Anonymous
Post 10/25/2013 23:34     Subject: boyfriend talking about buying a bigger house -- read into this?

Anonymous wrote:The use of the ellipses...for sentence structure...reminds me of this poster

http://www.dcurbanmom.com/jforum/posts/list/338573.page




And?
Anonymous
Post 10/25/2013 10:59     Subject: boyfriend talking about buying a bigger house -- read into this?

The use of the ellipses...for sentence structure...reminds me of this poster

http://www.dcurbanmom.com/jforum/posts/list/338573.page

Anonymous
Post 10/25/2013 10:49     Subject: boyfriend talking about buying a bigger house -- read into this?

I think he is stringing you along, dangling the house as bait because he knows you might have the 'talk' soon and he is not going to commit. So, preempt her, show her house brochures so she'll perk up and pay you extra attention. But continue to say nothing.

I would just date other people and put him on the back burner. The wayyy back burner, the one in your unused downstairs kitchen.
Anonymous
Post 10/25/2013 10:44     Subject: boyfriend talking about buying a bigger house -- read into this?

He's no Mr. Big and you are no Carrie.
Anonymous
Post 10/25/2013 09:01     Subject: boyfriend talking about buying a bigger house -- read into this?

OP, if he is playing games - breaking up, getting back together, you can't have a conversation about the future, etc., then I would move on. IF a serious commitment is what you want.

Maybe give him one last chance to have a heart to heart with you about what he wants. But otherwise, why waste your time?

- fellow single mom, dating
Anonymous
Post 10/25/2013 08:35     Subject: boyfriend talking about buying a bigger house -- read into this?

I don't see his desire for a bigger house as something to read into in terms of where he sees your relationship going. This could go so many ways as a "sign" — and he could very well not even be seeing it as anything other than being at a point he'd like to invest in a bigger place, and would like a woman's opinion irregardless of whether you'll be the first, last, or just one in a series of woman who could spend the night there.

You'll need to talk to HIM to get any answers, if he's even at a place to have them.

You seeing him as "Mr.
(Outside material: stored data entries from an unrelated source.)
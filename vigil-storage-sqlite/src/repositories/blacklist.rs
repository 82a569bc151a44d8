//! SQLite implementation of the IP blacklist repository.

use async_trait::async_trait;
use chrono::{DateTime, Utc};
use sqlx::SqlitePool;
use vigil_core::{
    blacklist::BlacklistEntry, error::StorageError, repositories::IpBlacklistRepository, Error,
};

/// SQLite repository for explicitly denied IP addresses.
pub struct SqliteIpBlacklistRepository {
    pool: SqlitePool,
}

impl SqliteIpBlacklistRepository {
    pub fn new(pool: SqlitePool) -> Self {
        Self { pool }
    }
}

/// Internal struct for query results
#[derive(Debug, sqlx::FromRow)]
struct SqliteBlacklistEntry {
    ip_address: String,
    reason: String,
    expires_at: Option<i64>,
    created_at: i64,
}

impl From<SqliteBlacklistEntry> for BlacklistEntry {
    fn from(row: SqliteBlacklistEntry) -> Self {
        BlacklistEntry {
            ip_address: row.ip_address,
            reason: row.reason,
            expires_at: row
                .expires_at
                .and_then(|ts| DateTime::from_timestamp(ts, 0)),
            created_at: DateTime::from_timestamp(row.created_at, 0).expect("Invalid timestamp"),
        }
    }
}

#[async_trait]
impl IpBlacklistRepository for SqliteIpBlacklistRepository {
    async fn upsert(
        &self,
        ip_address: &str,
        reason: &str,
        expires_at: Option<DateTime<Utc>>,
    ) -> Result<BlacklistEntry, Error> {
        let row = sqlx::query_as::<_, SqliteBlacklistEntry>(
            r#"
            INSERT INTO ip_blacklist (ip_address, reason, expires_at, created_at)
            VALUES (?, ?, ?, ?)
            ON CONFLICT(ip_address) DO UPDATE SET
                reason = excluded.reason,
                expires_at = excluded.expires_at
            RETURNING ip_address, reason, expires_at, created_at
            "#,
        )
        .bind(ip_address)
        .bind(reason)
        .bind(expires_at.map(|dt| dt.timestamp()))
        .bind(Utc::now().timestamp())
        .fetch_one(&self.pool)
        .await
        .map_err(|e| {
            tracing::error!(error = %e, "Failed to upsert blacklist entry");
            StorageError::Database("Failed to upsert blacklist entry".to_string())
        })?;

        Ok(row.into())
    }

    async fn find_active(&self, ip_address: &str) -> Result<Option<BlacklistEntry>, Error> {
        let row = sqlx::query_as::<_, SqliteBlacklistEntry>(
            r#"
            SELECT ip_address, reason, expires_at, created_at
            FROM ip_blacklist
            WHERE ip_address = ? AND (expires_at IS NULL OR expires_at > ?)
            "#,
        )
        .bind(ip_address)
        .bind(Utc::now().timestamp())
        .fetch_optional(&self.pool)
        .await
        .map_err(|e| {
            tracing::error!(error = %e, "Failed to look up blacklist entry");
            StorageError::Database("Failed to look up blacklist entry".to_string())
        })?;

        Ok(row.map(Into::into))
    }

    async fn list_active(&self) -> Result<Vec<BlacklistEntry>, Error> {
        let rows = sqlx::query_as::<_, SqliteBlacklistEntry>(
            r#"
            SELECT ip_address, reason, expires_at, created_at
            FROM ip_blacklist
            WHERE expires_at IS NULL OR expires_at > ?
            ORDER BY created_at DESC
            "#,
        )
        .bind(Utc::now().timestamp())
        .fetch_all(&self.pool)
        .await
        .map_err(|e| {
            tracing::error!(error = %e, "Failed to list blacklist entries");
            StorageError::Database("Failed to list blacklist entries".to_string())
        })?;

        Ok(rows.into_iter().map(Into::into).collect())
    }

    async fn remove(&self, ip_address: &str) -> Result<(), Error> {
        sqlx::query("DELETE FROM ip_blacklist WHERE ip_address = ?")
            .bind(ip_address)
            .execute(&self.pool)
            .await
            .map_err(|e| {
                tracing::error!(error = %e, "Failed to remove blacklist entry");
                StorageError::Database("Failed to remove blacklist entry".to_string())
            })?;

        Ok(())
    }

    async fn sweep_expired(&self) -> Result<u64, Error> {
        let result =
            sqlx::query("DELETE FROM ip_blacklist WHERE expires_at IS NOT NULL AND expires_at <= ?")
                .bind(Utc::now().timestamp())
                .execute(&self.pool)
                .await
                .map_err(|e| {
                    tracing::error!(error = %e, "Failed to sweep expired blacklist entries");
                    StorageError::Database(
                        "Failed to sweep expired blacklist entries".to_string(),
                    )
                })?;

        Ok(result.rows_affected())
    }
}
Big" does not sound like it bodes well to me, though. Come on, that guy was so immature yet old, had an affair, and even on his wedding day made a run for it. Yes, he had money, but I never got it. Get a guy who will be straight forward with you, and who you can ask these questions to yourself without the fear that asking him is going to make him panic.
Anonymous
Post 10/25/2013 00:27     Subject: Re:boyfriend talking about buying a bigger house -- read into this?
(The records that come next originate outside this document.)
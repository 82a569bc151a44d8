//! Repository trait for per-user lockout state.
//!
//! Lock state lives on the user row and is mutated only by the lockout service
//! (automatic path) or an administrative unlock (manual path).
//!
//! # Concurrency
//!
//! Concurrent failed attempts for the same user must not lose an increment:
//! `increment_failed_attempts` must be a single atomic update against current
//! state (e.g. `SET failed_attempts = failed_attempts + 1 ... RETURNING`), not
//! a read-modify-write pair. Implementations that detect a lost race should
//! return `StorageError::Conflict`; the service retries a bounded number of
//! times.
//!
//! # Unknown users
//!
//! Mutations for user ids with no row are silent no-ops. Attempts against
//! nonexistent accounts are still rate limited and recorded in the ledger, and
//! a distinguishable error here would leak which accounts exist.

use async_trait::async_trait;
use chrono::{DateTime, Utc};

use crate::{lock::UserLockState, Error};

#[async_trait]
pub trait UserLockRepository: Send + Sync + 'static {
    /// Current lock state for the user, or `None` if no such user.
    async fn get(&self, user_id: &str) -> Result<Option<UserLockState>, Error>;

    /// Atomically increment the failure counter and stamp the failure time.
    /// Returns the post-increment count, or `None` if no such user.
    async fn increment_failed_attempts(
        &self,
        user_id: &str,
        at: DateTime<Utc>,
    ) -> Result<Option<u32>, Error>;

    /// Set the account locked with the given deadline.
    async fn lock(&self, user_id: &str, until: DateTime<Utc>) -> Result<(), Error>;

    /// Reset the failure counter and clear all lock fields. Used on successful
    /// authentication and by the administrative unlock.
    async fn reset(&self, user_id: &str) -> Result<(), Error>;
}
After reading your post OP, something stands out to me that is very clear.

The questions you are asking yourself and us are things you should be asking him directly.

Instead you are trying to figure out his intentions based on his actions which is like a guessing game.
Games are for kids.

You are two grown adults now. With your own children.
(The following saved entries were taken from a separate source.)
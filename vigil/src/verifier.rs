//! Credential verification against stored argon2 digests.

use std::sync::Arc;

use async_trait::async_trait;
use password_auth::{generate_hash, verify_password};
use vigil_core::{repositories::CredentialRepository, services::CredentialVerifier, Error};

/// Hash a password for storage.
pub fn hash_password(password: &str) -> String {
    generate_hash(password)
}

/// [`CredentialVerifier`] backed by the credential repository.
///
/// Unknown users and wrong passwords are indistinguishable from the outside:
/// both come back as a plain `false`.
pub struct Argon2Verifier<R: CredentialRepository> {
    credentials: Arc<R>,
}

impl<R: CredentialRepository> Argon2Verifier<R> {
    pub fn new(credentials: Arc<R>) -> Self {
        Self { credentials }
    }
}

#[async_trait]
impl<R: CredentialRepository> CredentialVerifier for Argon2Verifier<R> {
    async fn verify(&self, user_id: &str, password: &str) -> Result<bool, Error> {
        let Some(hash) = self.credentials.password_hash(user_id).await? else {
            return Ok(false);
        };

        Ok(verify_password(password, &hash).is_ok())
    }
}

#[cfg(test)]
mod tests {
    use super::*;
    use std::collections::HashMap;
    use std::sync::Mutex;

    #[derive(Default)]
    struct MockCredentials {
        hashes: Mutex<HashMap<String, String>>,
    }

    #[async_trait]
    impl CredentialRepository for MockCredentials {
        async fn create_user(&self, user_id: &str, password_hash: &str) -> Result<(), Error> {
            self.hashes
                .lock()
                .unwrap()
                .insert(user_id.to_string(), password_hash.to_string());
            Ok(())
        }

        async fn password_hash(&self, user_id: &str) -> Result<Option<String>, Error> {
            Ok(self.hashes.lock().unwrap().get(user_id).cloned())
        }
    }

    #[tokio::test]
    async fn test_verify_round_trip() {
        let credentials = Arc::new(MockCredentials::default());
        credentials
            .create_user("alice@example.com", &hash_password("hunter2"))
            .await
            .unwrap();
        let verifier = Argon2Verifier::new(credentials);

        assert!(verifier
            .verify("alice@example.com", "hunter2")
            .await
            .unwrap());
        assert!(!verifier
            .verify("alice@example.com", "wrong")
            .await
            .unwrap());
    }

    #[tokio::test]
    async fn test_unknown_user_verifies_false() {
        let verifier = Argon2Verifier::new(Arc::new(MockCredentials::default()));

        assert!(!verifier
            .verify("ghost@example.com", "anything")
            .await
            .unwrap());
    }
}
You should both be able to communicate your wants, desires, etc. to each other instead of trying to figure them out via actions.
Anonymous
Post 10/24/2013 23:31     Subject: boyfriend talking about buying a bigger house -- read into this?

Anonymous wrote:I'm a single mom dating a single dad for just over a year, we split up because he didn't want to be exclusive with anyone, but then are back together.... we have young kids the same age adn he knows i would like a blended family some day......and now boyfriend, who is a Mr. Big type, is showing me all sorts of brochures for houses, is going house-hunting for a bigger house, and is asking me for my opinion on this all..... I'm wondering if my mr. big is just playing games stringing me along with the talk of a bigger house, trying to give me the implicit hope about the bigger house "meaning" something -- but am playing it off as ift his house is just for him, that I'm never expecting that he'd want me to live there, etc.... but he says things abotu whether he thinks i would like the neighborhood or not, etc....

So my question is: should i read into this prospective shopping as meaning he is considering the notion of a blended family after all? or is he just stringing me along with the hope that some day he'll want to settle down and make a commitment - he's late 40s for what its worth, never married before....


You have children! Out on your big girl panties and ask. He's string you and your babies along. Ugh.
Anonymous
Post 10/24/2013 22:42     Subject: boyfriend talking about buying a bigger house -- read into this?

Oh and I bet if you ask him why he cares if you like the hood of the new house, he'll say he wants you to feel comfortable coming to visit.
Anonymous
Post 10/24/2013 22:34     Subject: boyfriend talking about buying a bigger house -- read into this?

Do NOT by a home with him. If he is a Mr. Big type, he's a selfish narcissist and won't share the house. Better a small house full of love.
Anonymous
Post 10/24/2013 21:29     Subject: Re:boyfriend talking about buying a bigger house -- read into this?

OP here: I'm definitely not going along house-hunting, and have not even really looked at the brochures he is showing me... I get the sense that I can't force a conversation on him, and have to keep some distrance so he approaches me with the conversation... In the interim, until HE asks to be exclusive explicitly, I will date other people as well as him.... Becuase I can't force a decision on him, and think that wil make me look needy.... I just wonder if showing me this house stuff is his - less direct - way of telling me something, or if he is just testing me....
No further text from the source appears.